Crown manterrà la licenza del casinò di Melbourne, afferma VGCCC

Crown manterrà la licenza del casinò di Melbourne, afferma VGCCC

La Victorian Gambling and Casino Control Commission (VGCCC), l’organismo di regolamentazione del gioco d’azzardo del Victoria, ha considerato Crown Resort Ltd., il più grande gruppo australiano di gioco e intrattenimento, idoneo a mantenere la sua licenza di gioco, il che significa che gli sarà permesso di procedere alla gestione del suo casinò a Melbourne .

Motivo della revisione dell’idoneità di Crown a detenere una licenza di gioco in Victoria:

L’idoneità di Crown per una licenza è stata rivista dopo le rivelazioni di a Commissione reale vittoriana In 2021, che ha scoperto che l’azienda aveva spianato la strada al riciclaggio di denaro e consentito a individui legati a sindacati della criminalità organizzata di scommettere sulle sue proprietà. Inoltre, l’azienda era “inadatto” a mantenere la sua licenza di gioco d’azzardo esistente in seguito al suo impegno in comportamenti “illegali, disonesti, non etici e di sfruttamento”, secondo i risultati della commissione reale.

Sebbene Fran ThornCommissario della Victorian Gambling and Casino Control Commission, ha commentato che l’azienda aveva precedentemente violato le norme di supervisione, non era riuscita a gestire adeguatamente i rischi e aveva dimostrato che la cultura del reddito era più importante della sicurezza. Ha inoltre commentato che l’autorità di regolamentazione statale avrebbe consentito Corona per continuare ad operare nuovamente.

Parlando della questione, la Thorn ha detto ai giornalisti a Melbourne il 26 marzo: “In cambio di una licenza esclusiva, i vittoriani hanno il diritto di sapere che la Crown non darà mai più priorità ai profitti rispetto alla sicurezza pubblica. Negli ultimi due anni Crown è stato probabilmente il casinò più controllato al mondo”.

Avvertimento per future violazioni:

Tuttavia, la signora Thorn ha rilasciato un avvertimento ufficiale che il cane da guardia agirebbe immediatamente se Crown violasse nuovamente le leggi sul gioco d’azzardo.

Commentando questo, ha commentato secondo news.com.au: “La significativa inversione di tendenza da parte di Crown Melbourne non significa che Crown Melbourne non commetterà mai più errori. E quando ciò accadrà, agiremo e ci aspettiamo che Crown Melbourne agisca. Crown Melbourne deve continuare a cercare di ricostruire e guadagnare la fiducia del pubblico dimostrando il buon carattere, l’onestà e l’integrità necessari per rimanere un operatore di casinò adeguato. Informiamo Crown che questa commissione non esiterà ad agire se il privilegio di detenere la licenza del casinò verrà nuovamente abusato. Siamo determinati a che Crown non sia e non sarà mai troppo grande per fallire”.

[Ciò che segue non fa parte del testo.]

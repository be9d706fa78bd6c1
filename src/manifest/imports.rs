use anyhow::{Context, Result};
use log::info;
use serde::Serialize;
use std::path::{Path, PathBuf};

use crate::graph::build_graph;
use crate::index::InstalledIndex;
use crate::runtime::Runtime;

use super::MANIFEST_FILE;

/// File generated in every installation root, importing each installed manifest.
pub const IMPORTS_FILE: &str = "packages.yaml";

const HEADER: &str = "# This file is generated automatically by archpkg.\n\
                      # It is not recommended to make changes to it.\n";

#[derive(Serialize)]
struct ImportsFile {
    imports: Vec<String>,
}

/// Write `root/packages.yaml` listing installed manifests, dependencies first.
#[tracing::instrument(skip(runtime, index))]
pub fn make_imports_file<R: Runtime>(
    runtime: &R,
    index: &mut InstalledIndex,
    root: &Path,
) -> Result<PathBuf> {
    let graph = build_graph(runtime, index, root)?;
    let entries = index.fetch(runtime, root)?;

    let mut imports: Vec<String> = Vec::new();
    for node in &graph {
        // Built-in packages have no installed entry
        let Some(entry) = entries.iter().find(|e| e.metadata.contains(&node.id)) else {
            continue;
        };
        let Some(folder) = entry.source.file_name() else {
            continue;
        };
        let link = format!("{}/{}", folder.to_string_lossy(), MANIFEST_FILE);
        if !imports.contains(&link) {
            imports.push(link);
        }
    }

    let body = serde_yaml::to_string(&ImportsFile { imports })
        .context("Failed to serialize imports file")?;

    runtime.create_dir_all(root)?;
    let path = root.join(IMPORTS_FILE);
    runtime.write(&path, format!("{}{}", HEADER, body).as_bytes())?;
    info!("Imports file written to {:?}", path);
    Ok(path)
}

#[cfg(test)]
mod tests {
    use super::*;
    use crate::runtime::RealRuntime;
    use tempfile::tempdir;

    fn write_package(root: &Path, folder: &str, manifest: &str) {
        std::fs::create_dir_all(root.join(folder)).unwrap();
        std::fs::write(root.join(folder).join(MANIFEST_FILE), manifest).unwrap();
    }

    #[test]
    fn test_imports_are_dependencies_first() {
        let dir = tempdir().unwrap();
        write_package(
            dir.path(),
            "a",
            "$package:\n  a:\n    version: 1.0.0\n    dependencies:\n      b: ^1.0.0\n",
        );
        write_package(
            dir.path(),
            "b",
            "$package:\n  b:\n    version: 1.0.0\n    dependencies:\n      c: ^1.0.0\n      runtime: \"*\"\n",
        );
        write_package(
            dir.path(),
            "c",
            "$package:\n  c:\n    version: 1.0.0\n  c-docs:\n    version: 1.0.0\n",
        );

        let mut index = InstalledIndex::new();
        let path = make_imports_file(&RealRuntime, &mut index, dir.path()).unwrap();
        assert_eq!(path, dir.path().join(IMPORTS_FILE));

        let text = std::fs::read_to_string(&path).unwrap();
        assert!(text.starts_with("# This file is generated automatically"));

        let parsed: serde_yaml::Value = serde_yaml::from_str(&text).unwrap();
        let imports: Vec<&str> = parsed["imports"]
            .as_sequence()
            .unwrap()
            .iter()
            .map(|v| v.as_str().unwrap())
            .collect();
        // "runtime" is not installed and "c-docs" shares the folder of "c"
        assert_eq!(imports, vec!["c/dochub.yaml", "b/dochub.yaml", "a/dochub.yaml"]);
    }

    #[test]
    fn test_empty_root_writes_empty_list() {
        let dir = tempdir().unwrap();
        let root = dir.path().join("_metamodel_");

        let mut index = InstalledIndex::new();
        let path = make_imports_file(&RealRuntime, &mut index, &root).unwrap();

        let parsed: serde_yaml::Value =
            serde_yaml::from_str(&std::fs::read_to_string(path).unwrap()).unwrap();
        assert!(parsed["imports"].as_sequence().unwrap().is_empty());
    }
}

Dopo l’indagine vittoriana, Ray Finkelsteinil commissario reale, ha suggerito alla Corona di fissare una scadenza di 2 anni A migliorare stesso sotto a direttore speciale essere nominato dal governo. Inoltre, ha anche dato un ordine a James Packerprecedente importante azionista, di vendere ufficialmente la sua 37% di azioni nell’azienda al di sotto del 5% entro settembre di quest’anno.

Inoltre, una commissione reale indipendente nel funzionamento di Casinò Crown’s Perth ha scoperto che il casinò non era adatto a possedere una licenza di gioco nell’Australia occidentale. Inoltre, l’indagine del NSW ha scoperto che Crown aveva spianato la strada al riciclaggio di denaro tramite il suo casinò di Sydney.

L’indagine di Crown Resorts scopre che il suo CEO Ciaran Carruthers non ha infranto alcun regolamento o legge:

A seguito di un’indagine condotta da Crown Resorts sulle accuse secondo cui il suo amministratore delegato, Ciaran Carruthers, avrebbe consentito agli utenti di rientrare nel suo casinò di Melbourne dopo essere stati allontanati dalla sicurezza, la suddetta società può affermare che il suddetto amministratore delegato non ha infranto alcun regolamento o legge , come riportato dall’Australian Financial Review (AFR).

Secondo quanto riferito, commentando l’indagine, in una nota ai suoi dipendenti, Bill McBeath, presidente di Crown Resorts, ha commentato che l’indagine ha scoperto che “nessun regolamento o legge è stata violata”, come menzionato sopra. Tuttavia, ha anche affermato che il Consiglio ha anche avviato una considerazione più ampia delle procedure e delle politiche di sicurezza dell’azienda “per garantire linee più chiare di autorità e responsabilità sul processo decisionale operativo nelle nostre proprietà”.